Extracellular enzyme activities were detected by aliquoting 50 μL of supernatant into wells that were cut into LB agar plates supplemented with different substrates, which were then incubated at 37 °C for 24 h. Protease activity was determined by the production of a clear zone of proteolysis around the wells on 1% skim-milk agar plates [32]. The Hemolysin activity was determined by the production of a zone of hemolysis around the holes on blood agar plates containing 2% (v v− 1) sheep blood [33]. The Lipase activity was assayed on Spirit Blue Agar (SBA) (Hi-Media, Mumbai, India) plates, with the presence of lipase visualized as clear blue-colored halos around the wells [26].

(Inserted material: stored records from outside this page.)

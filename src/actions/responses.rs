//! Action response structures

use std::io::{self, Write};

use crate::preset::PresetDuration;

/// How a preset action ended
#[derive(Debug, Clone, Copy, PartialEq, Eq)]
pub enum ActionStatus {
    /// The action completed; the process can exit
    Done,
    /// The action resolved a timer that should run next
    Run,
    /// The action was refused or failed
    Failed,
}

/// Outcome of one preset action
#[derive(Debug, Clone, PartialEq, Eq)]
pub struct ActionResponse {
    pub status: ActionStatus,
    pub message: String,
    pub timer: Option<PresetDuration>,
}

impl ActionResponse {
    /// Create a completed response
    pub fn done(message: String) -> Self {
        Self {
            status: ActionStatus::Done,
            message,
            timer: None,
        }
    }

    /// Create a response carrying a timer to launch
    pub fn run(message: String, timer: PresetDuration) -> Self {
        Self {
            status: ActionStatus::Run,
            message,
            timer: Some(timer),
        }
    }

    /// Create a failure response
    pub fn failed(message: String) -> Self {
        Self {
            status: ActionStatus::Failed,
            message,
            timer: None,
        }
    }

    pub fn is_failure(&self) -> bool {
        self.status == ActionStatus::Failed
    }

    /// Process exit status for this response
    pub fn exit_code(&self) -> i32 {
        if self.is_failure() { 1 } else { 0 }
    }

    /// Write the message to `out`, or to `err` for failures
    pub fn print<O: Write, E: Write>(&self, out: &mut O, err: &mut E) -> io::Result<()> {
        if self.is_failure() {
            writeln!(err, "{}", self.message)
        } else {
            writeln!(out, "{}", self.message)
        }
    }
}
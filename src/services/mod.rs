//! Expiry alert module
//!
//! This module contains what happens once a countdown reaches zero: the
//! on-screen announcement and the optional user command.

pub mod alert;

// Re-export main functions
pub use alert::*;
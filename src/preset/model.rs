//! Preset record structures as persisted on disk

use std::fmt;

use chrono::TimeDelta;
use serde::{Deserialize, Serialize};

use crate::timer::{clock_text, offset_from_hms};

/// An hours/minutes/seconds triple.
///
/// On disk the minute and second fields are named `min` and `secs`; files
/// written by earlier versions of the store use those keys.
#[derive(Debug, Clone, Copy, Default, PartialEq, Eq, Serialize, Deserialize)]
pub struct PresetDuration {
    pub hours: i64,
    #[serde(rename = "min")]
    pub minutes: i64,
    #[serde(rename = "secs")]
    pub seconds: i64,
}

impl PresetDuration {
    pub const fn new(hours: i64, minutes: i64, seconds: i64) -> Self {
        Self {
            hours,
            minutes,
            seconds,
        }
    }

    /// Check if every component is zero
    pub fn is_zero(&self) -> bool {
        self.hours == 0 && self.minutes == 0 && self.seconds == 0
    }

    /// Convert to a countdown offset
    pub fn to_offset(&self) -> TimeDelta {
        offset_from_hms(self.hours, self.minutes, self.seconds)
    }
}

impl fmt::Display for PresetDuration {
    fn fmt(&self, f: &mut fmt::Formatter<'_>) -> fmt::Result {
        f.write_str(&clock_text(self.to_offset()))
    }
}

/// One element of the store's top-level JSON array
#[derive(Debug, Clone, PartialEq, Eq, Serialize, Deserialize)]
pub struct PresetRecord {
    /// Always lowercase
    pub name: String,
    pub duration: PresetDuration,
}

impl PresetRecord {
    pub fn new(name: &str, duration: PresetDuration) -> Self {
        Self {
            name: normalize_name(name),
            duration,
        }
    }

    /// Name as shown to users: first letter upper-cased
    pub fn display_name(&self) -> String {
        display_name(&self.name)
    }
}

/// Preset names are case-insensitive and stored lowercase
pub fn normalize_name(name: &str) -> String {
    name.to_lowercase()
}

/// Upper-case the first letter of a stored name
pub fn display_name(name: &str) -> String {
    let mut chars = name.chars();
    match chars.next() {
        Some(first) => first.to_uppercase().chain(chars).collect(),
        None => String::new(),
    }
}
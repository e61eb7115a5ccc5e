//! Signal handling for cancelling a countdown

use futures::stream::StreamExt;
use signal_hook_tokio::Signals;
use tracing::{info, warn};

/// Wait for shutdown signals (SIGTERM, SIGINT).
///
/// If the handler cannot be installed this never resolves, leaving the
/// default signal behavior in place.
pub async fn shutdown_signal() {
    let mut signals = match Signals::new([
        signal_hook::consts::SIGTERM,
        signal_hook::consts::SIGINT,
    ]) {
        Ok(signals) => signals,
        Err(e) => {
            warn!("Failed to create signal handler: {}", e);
            return futures::future::pending().await;
        }
    };

    if let Some(signal) = signals.next().await {
        info!("Received signal: {}", signal);
    }
}
//! Preset store errors

use std::path::PathBuf;

use thiserror::Error;

/// Errors produced by the preset store.
#[derive(Error, Debug)]
pub enum PresetError {
    /// `add` or `rename` would collide with an existing record.
    #[error("Preset already exists: {0}")]
    AlreadyExists(String),

    /// No record carries the requested name.
    #[error("Preset not found: {0}")]
    NotFound(String),

    /// `get_all` on a store with zero records.
    #[error("No existing preset")]
    EmptyStore,

    /// The store file could not be read or written.
    #[error("IO error on {path}: {source}")]
    Io {
        path: PathBuf,
        #[source]
        source: std::io::Error,
    },

    /// The store file is not a JSON array of preset records.
    #[error("Malformed preset file {path}: {source}")]
    Json {
        path: PathBuf,
        #[source]
        source: serde_json::Error,
    },
}

/// Convenience alias used throughout the preset module.
pub type Result<T> = std::result::Result<T, PresetError>;
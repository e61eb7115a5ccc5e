//! Countdown engine
//!
//! A [`Timer`] never decrements a counter. Every check recomputes the
//! remaining time from a fixed origin and the requested offset, so irregular
//! polling intervals cannot accumulate drift.

pub mod clock;
pub mod format;

use chrono::{DateTime, TimeDelta, Utc};
use tracing::debug;

pub use clock::{Clock, ManualClock, SystemClock};
pub use format::{clock_text, duration_text};

/// Offsets are clamped to this many seconds either way so the expiry
/// instant always stays representable.
const MAX_OFFSET_SECONDS: i64 = 10_000 * 24 * 3600;

/// Build a countdown offset from an hours/minutes/seconds triple.
///
/// No range validation happens here; negative or zero values simply yield a
/// timer that is already expired.
pub fn offset_from_hms(hours: i64, minutes: i64, seconds: i64) -> TimeDelta {
    let total = hours
        .saturating_mul(3600)
        .saturating_add(minutes.saturating_mul(60))
        .saturating_add(seconds);
    TimeDelta::seconds(total.clamp(-MAX_OFFSET_SECONDS, MAX_OFFSET_SECONDS))
}

/// Bound an arbitrary offset to the representable range
fn clamp_offset(offset: TimeDelta) -> TimeDelta {
    let bound = TimeDelta::seconds(MAX_OFFSET_SECONDS);
    offset.clamp(-bound, bound)
}

/// A single countdown anchored on a fixed time base
#[derive(Debug, Clone)]
pub struct Timer<C: Clock = SystemClock> {
    clock: C,
    /// Time base captured at launch, moved only by [`Timer::resume`]
    origin: DateTime<Utc>,
    /// Requested length, replaced by the leftover on resume
    target_offset: TimeDelta,
    /// Instant of the most recent recompute
    last_sample: DateTime<Utc>,
    /// `origin + target_offset - last_sample`
    remaining: TimeDelta,
}

impl Timer<SystemClock> {
    /// Launch a timer against the system clock
    pub fn new(hours: i64, minutes: i64, seconds: i64) -> Self {
        Self::with_clock(SystemClock, hours, minutes, seconds)
    }
}

impl<C: Clock> Timer<C> {
    /// Launch a timer against the given clock
    pub fn with_clock(clock: C, hours: i64, minutes: i64, seconds: i64) -> Self {
        Self::with_offset(clock, offset_from_hms(hours, minutes, seconds))
    }

    /// Launch a timer for an already-built offset, clamped like
    /// [`offset_from_hms`]
    pub fn with_offset(clock: C, target_offset: TimeDelta) -> Self {
        let target_offset = clamp_offset(target_offset);
        let origin = clock.now();
        debug!("Timer launched for {}", duration_text(target_offset));

        Self {
            clock,
            origin,
            target_offset,
            last_sample: origin,
            remaining: target_offset,
        }
    }

    /// The instant at which the countdown reaches zero
    pub fn expiry_instant(&self) -> DateTime<Utc> {
        self.origin + self.target_offset
    }

    /// Resample the clock and report whether the expiry instant was reached.
    ///
    /// This is the only place `last_sample` and `remaining` change.
    pub fn is_expired(&mut self) -> bool {
        self.last_sample = self.clock.now();
        let expiry = self.expiry_instant();
        self.remaining = expiry - self.last_sample;
        self.last_sample >= expiry
    }

    /// Remaining time as of the last [`Timer::is_expired`] call
    pub fn remaining(&self) -> TimeDelta {
        self.remaining
    }

    /// Remaining time as of the last check, as `H:MM:SS[.ffffff]`.
    ///
    /// Does not resample; the value is stale until the next
    /// [`Timer::is_expired`] call.
    pub fn remaining_text(&self) -> String {
        duration_text(self.remaining)
    }

    /// Re-anchor after a pause.
    ///
    /// The caller pauses by not polling; on resume the countdown continues
    /// from the last sampled leftover against a fresh origin.
    pub fn resume(&mut self) {
        self.origin = self.clock.now();
        self.target_offset = clamp_offset(self.remaining);
        debug!(
            "Timer resumed with {} left, expiring at {}",
            duration_text(self.remaining),
            self.expiry_instant()
        );
    }

    pub fn origin(&self) -> DateTime<Utc> {
        self.origin
    }

    pub fn target_offset(&self) -> TimeDelta {
        self.target_offset
    }

    pub fn last_sample(&self) -> DateTime<Utc> {
        self.last_sample
    }
}

#[cfg(test)]
mod tests {
    use super::*;
    use chrono::TimeZone;

    fn clock() -> ManualClock {
        ManualClock::starting_at(Utc.with_ymd_and_hms(2024, 3, 1, 12, 0, 0).unwrap())
    }

    #[test]
    fn test_construction_sets_time_base() {
        let clock = clock();
        let timer = Timer::with_clock(clock.clone(), 1, 2, 3);

        assert_eq!(timer.origin(), clock.now());
        assert_eq!(timer.last_sample(), clock.now());
        assert_eq!(timer.target_offset(), TimeDelta::seconds(3723));
        assert_eq!(timer.remaining(), TimeDelta::seconds(3723));
        assert_eq!(timer.remaining_text(), "1:02:03");
    }

    #[test]
    fn test_countdown_is_monotonic_until_expiry() {
        let clock = clock();
        let mut timer = Timer::with_clock(clock.clone(), 0, 0, 5);
        let mut previous = timer.remaining();

        for step_ms in [10, 700, 1, 1_500, 333, 2_000] {
            clock.advance(TimeDelta::milliseconds(step_ms));
            assert!(!timer.is_expired());
            assert!(timer.remaining() <= previous);
            previous = timer.remaining();
        }

        // 4.544s elapsed so far
        clock.advance(TimeDelta::milliseconds(455));
        assert!(!timer.is_expired());
        assert_eq!(timer.remaining_text(), "0:00:00.001000");

        clock.advance(TimeDelta::milliseconds(1));
        assert!(timer.is_expired());
        assert_eq!(timer.remaining(), TimeDelta::zero());

        clock.advance(TimeDelta::seconds(2));
        assert!(timer.is_expired());
        assert_eq!(timer.remaining_text(), "-0:00:02");
    }

    #[test]
    fn test_expiry_instant_is_stable_across_samples() {
        let clock = clock();
        let mut timer = Timer::with_clock(clock.clone(), 0, 25, 0);
        let expiry = timer.expiry_instant();

        for _ in 0..1_000 {
            clock.advance(TimeDelta::milliseconds(7));
            timer.is_expired();
        }

        assert_eq!(timer.expiry_instant(), expiry);
        assert_eq!(timer.expiry_instant(), timer.origin() + TimeDelta::minutes(25));
        assert_eq!(timer.remaining(), TimeDelta::minutes(25) - TimeDelta::seconds(7));
    }

    #[test]
    fn test_remaining_text_does_not_resample() {
        let clock = clock();
        let mut timer = Timer::with_clock(clock.clone(), 0, 1, 0);

        clock.advance(TimeDelta::seconds(10));
        assert_eq!(timer.remaining_text(), "0:01:00");

        timer.is_expired();
        assert_eq!(timer.remaining_text(), "0:00:50");
    }

    #[test]
    fn test_resume_preserves_remaining_time() {
        let clock = clock();
        let mut timer = Timer::with_clock(clock.clone(), 0, 0, 30);

        clock.advance(TimeDelta::seconds(12));
        assert!(!timer.is_expired());
        let left_at_pause = timer.remaining();

        // Paused: nobody polls for a while
        clock.advance(TimeDelta::minutes(10));
        timer.resume();

        assert_eq!(timer.origin(), clock.now());
        assert_eq!(timer.target_offset(), left_at_pause);
        assert_eq!(timer.expiry_instant(), clock.now() + left_at_pause);

        clock.advance(TimeDelta::seconds(17));
        assert!(!timer.is_expired());
        clock.advance(TimeDelta::seconds(1));
        assert!(timer.is_expired());
    }

    #[test]
    fn test_zero_and_negative_durations_expire_immediately() {
        let clock = clock();
        let mut zero = Timer::with_clock(clock.clone(), 0, 0, 0);
        let mut negative = Timer::with_clock(clock.clone(), 0, -1, 0);

        assert!(zero.is_expired());
        assert!(negative.is_expired());
        assert_eq!(negative.remaining(), TimeDelta::seconds(-60));
    }

    #[test]
    fn test_offset_is_clamped() {
        let huge = offset_from_hms(i64::MAX, i64::MAX, i64::MAX);
        assert_eq!(huge, TimeDelta::seconds(MAX_OFFSET_SECONDS));
        assert_eq!(offset_from_hms(0, 90, 0), TimeDelta::seconds(5400));
    }

    #[test]
    fn test_extreme_offsets_do_not_overflow() {
        let clock = clock();
        let mut longest = Timer::with_offset(clock.clone(), TimeDelta::MAX);
        let mut shortest = Timer::with_offset(clock.clone(), TimeDelta::MIN);

        assert!(!longest.is_expired());
        assert_eq!(longest.target_offset(), TimeDelta::seconds(MAX_OFFSET_SECONDS));
        assert_eq!(longest.expiry_instant(), clock.now() + TimeDelta::seconds(MAX_OFFSET_SECONDS));

        assert!(shortest.is_expired());
        assert_eq!(shortest.remaining(), TimeDelta::seconds(-MAX_OFFSET_SECONDS));

        shortest.resume();
        assert!(shortest.is_expired());
    }

    #[test]
    fn test_real_clock_expiry() {
        let mut timer = Timer::new(0, 0, 1);
        assert!(!timer.is_expired());

        std::thread::sleep(std::time::Duration::from_millis(1_100));
        assert!(timer.is_expired());
    }
}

Validation of selected altered proteins at the level of mRNA transcription by quantitative real-time PCR

The cultures were grown in triplicate at 28 °C for 24 h under the conditions previously described. Total RNA was extracted using the RNeasy Mini kit (Qiagen Inc., Valencia, CA), the purity and the concentration of RNA was measured with a NanoDrop 2000 spectrophotometer (Thermo Scientific, UK). We examined the expression levels of 8 significantly changed proteins from proteomic results, and virulence factors such as Ser (serine protease), aer (aerolysin), Hem (hemolysin), lip (lipase), and AhyI/R (AHLs synthase and receptor genes). The primers used in this study are shown in Additional file 2: Table S2. Relative gene expression was measured by real-time PCR using the ABI 7500 Fast quantitative PCR system (Applied Biosystems, Carlsbad, USA) and FastStart Universal SYBR Green Master Mix (Rox) (Roche, Mannheim, Germany). 16S rRNA gene was used as a reference gene (forward: 5′-GGGAGTGCCTTCGGGAATCAGA-3′, and reverse: 5′- TCACCGCAACATTCTGATTTG -3′) [15]. Amplifications were performed as described by Feng et al. [34]. Deionized water was used as negative controls. Relative quantification was performed using the 2-ΔΔCt method, where ΔΔCt = (Ct target − Ct 16S rRNA) co-culture − (Ct target − Ct 16S rRNA) mono-culture [35].

Statistical analysis

The data were statistically analyzed using an SPSS software package for Windows version 19.0 (SPSS Inc., Chicago, IL, USA). Differences in the mean values of parameters were tested by oneway analysis of variance and separated by Tukey’s honestly significant difference test (P < 0.05).